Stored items
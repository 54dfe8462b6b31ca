//! Align Module - The re-computation engine
//!
//! - [`TriggerCoalescer`] - throttles recompute requests, with force bypass
//! - [`AlignController`] - decides when a recompute is needed and runs it
//! - [`Aligner`] / [`DomAligner`] - computes the placement
//!
//! # Flow
//!
//! ```text
//! target/disabled change ─┐
//! source/target resize ───┼─> coalescer.request() ─> recompute ─> Aligner ─> on_align
//! window resize ──────────┘          ^
//!                         force_align() (bypasses cooldown)
//! ```

mod coalescer;
mod controller;
mod geometry;

pub use coalescer::TriggerCoalescer;
pub use controller::{resolve, AlignController, OnAlign};
pub use geometry::{Aligner, DomAligner};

- Task directions
From the line that contains "pub use coalescer::TriggerCoalescer;" to the last line of the data, write out each line exactly and add nothing.

- Result
pub use coalescer::TriggerCoalescer;
pub use controller::{resolve, AlignController, OnAlign};
pub use geometry::{Aligner, DomAligner};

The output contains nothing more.